> _Task to carry out_: Copy every line of the records that includes the word "Uuid".

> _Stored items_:
■ ■ ■ ■ ■ ■ ■
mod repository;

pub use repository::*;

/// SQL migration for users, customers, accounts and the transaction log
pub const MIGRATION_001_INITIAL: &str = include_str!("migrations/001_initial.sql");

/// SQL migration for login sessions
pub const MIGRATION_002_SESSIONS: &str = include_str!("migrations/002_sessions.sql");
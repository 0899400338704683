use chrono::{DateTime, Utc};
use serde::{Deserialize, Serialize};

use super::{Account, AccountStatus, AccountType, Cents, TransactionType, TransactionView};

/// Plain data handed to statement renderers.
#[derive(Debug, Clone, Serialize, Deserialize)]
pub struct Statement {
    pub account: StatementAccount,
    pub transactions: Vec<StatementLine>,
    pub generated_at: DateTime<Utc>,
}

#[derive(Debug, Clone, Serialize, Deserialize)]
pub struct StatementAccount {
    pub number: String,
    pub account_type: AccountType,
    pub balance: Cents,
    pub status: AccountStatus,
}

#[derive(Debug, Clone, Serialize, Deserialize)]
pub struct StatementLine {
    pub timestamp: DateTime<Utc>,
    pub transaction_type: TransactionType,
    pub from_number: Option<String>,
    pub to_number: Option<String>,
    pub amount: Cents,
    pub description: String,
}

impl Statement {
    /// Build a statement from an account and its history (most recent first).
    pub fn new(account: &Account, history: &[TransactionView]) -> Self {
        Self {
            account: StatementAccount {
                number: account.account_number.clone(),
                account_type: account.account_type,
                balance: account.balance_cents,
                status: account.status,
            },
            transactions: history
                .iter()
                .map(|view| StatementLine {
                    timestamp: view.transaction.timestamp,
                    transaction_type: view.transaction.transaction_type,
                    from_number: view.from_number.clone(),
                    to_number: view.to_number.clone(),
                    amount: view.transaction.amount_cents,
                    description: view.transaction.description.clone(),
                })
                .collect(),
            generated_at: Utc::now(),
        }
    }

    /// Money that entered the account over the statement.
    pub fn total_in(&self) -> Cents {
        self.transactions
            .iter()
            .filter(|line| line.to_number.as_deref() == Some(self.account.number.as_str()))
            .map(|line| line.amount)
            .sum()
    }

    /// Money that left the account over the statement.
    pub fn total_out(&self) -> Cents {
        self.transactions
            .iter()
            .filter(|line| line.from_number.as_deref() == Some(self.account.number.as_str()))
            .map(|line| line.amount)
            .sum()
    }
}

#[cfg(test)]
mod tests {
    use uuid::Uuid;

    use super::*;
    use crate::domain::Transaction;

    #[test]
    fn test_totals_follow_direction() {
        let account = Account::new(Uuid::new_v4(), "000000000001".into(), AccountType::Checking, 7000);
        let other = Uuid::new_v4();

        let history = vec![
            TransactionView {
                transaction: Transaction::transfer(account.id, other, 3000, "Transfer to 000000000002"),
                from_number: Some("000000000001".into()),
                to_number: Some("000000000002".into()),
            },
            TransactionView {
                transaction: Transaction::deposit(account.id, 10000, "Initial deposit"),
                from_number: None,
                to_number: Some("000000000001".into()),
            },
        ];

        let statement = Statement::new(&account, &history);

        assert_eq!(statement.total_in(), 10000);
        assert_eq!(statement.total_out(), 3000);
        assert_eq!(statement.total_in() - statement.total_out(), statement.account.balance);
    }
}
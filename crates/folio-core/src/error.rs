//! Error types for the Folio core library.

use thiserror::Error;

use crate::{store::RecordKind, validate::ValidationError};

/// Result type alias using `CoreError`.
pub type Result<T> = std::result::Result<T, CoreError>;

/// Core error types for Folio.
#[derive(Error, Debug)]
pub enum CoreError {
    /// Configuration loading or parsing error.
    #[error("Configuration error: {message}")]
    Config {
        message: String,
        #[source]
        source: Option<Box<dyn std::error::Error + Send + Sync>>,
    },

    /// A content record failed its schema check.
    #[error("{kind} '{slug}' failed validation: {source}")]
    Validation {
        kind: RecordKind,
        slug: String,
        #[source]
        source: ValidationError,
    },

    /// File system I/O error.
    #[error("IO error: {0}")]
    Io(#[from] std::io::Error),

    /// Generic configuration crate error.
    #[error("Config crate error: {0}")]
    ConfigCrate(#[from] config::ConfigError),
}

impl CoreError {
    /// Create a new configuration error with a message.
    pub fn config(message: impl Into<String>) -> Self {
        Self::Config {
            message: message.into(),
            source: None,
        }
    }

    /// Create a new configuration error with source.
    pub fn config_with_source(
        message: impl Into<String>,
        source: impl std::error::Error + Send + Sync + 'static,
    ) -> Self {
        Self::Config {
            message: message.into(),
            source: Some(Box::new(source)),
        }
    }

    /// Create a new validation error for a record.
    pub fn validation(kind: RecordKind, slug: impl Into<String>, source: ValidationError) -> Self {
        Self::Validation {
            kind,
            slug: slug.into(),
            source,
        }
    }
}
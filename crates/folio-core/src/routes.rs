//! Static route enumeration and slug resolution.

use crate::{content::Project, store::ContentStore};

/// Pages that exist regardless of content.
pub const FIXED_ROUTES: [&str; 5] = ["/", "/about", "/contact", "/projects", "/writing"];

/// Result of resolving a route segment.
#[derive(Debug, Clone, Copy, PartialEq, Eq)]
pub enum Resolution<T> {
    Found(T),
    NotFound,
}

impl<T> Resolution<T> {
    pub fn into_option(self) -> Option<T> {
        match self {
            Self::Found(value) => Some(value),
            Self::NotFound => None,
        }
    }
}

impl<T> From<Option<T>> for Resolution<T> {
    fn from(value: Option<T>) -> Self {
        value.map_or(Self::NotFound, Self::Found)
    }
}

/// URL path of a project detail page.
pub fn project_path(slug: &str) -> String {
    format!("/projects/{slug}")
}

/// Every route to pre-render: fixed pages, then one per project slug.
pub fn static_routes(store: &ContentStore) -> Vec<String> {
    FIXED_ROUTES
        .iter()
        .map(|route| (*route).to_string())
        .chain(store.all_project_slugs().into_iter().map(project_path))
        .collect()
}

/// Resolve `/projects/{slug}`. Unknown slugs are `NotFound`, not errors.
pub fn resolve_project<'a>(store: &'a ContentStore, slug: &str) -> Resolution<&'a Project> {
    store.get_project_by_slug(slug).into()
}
■ ■ ■ ■ ■ ■ ■
> _Output of the task_:
    use uuid::Uuid;
        let account = Account::new(Uuid::new_v4(), "000000000001".into(), AccountType::Checking, 7000);
        let other = Uuid::new_v4();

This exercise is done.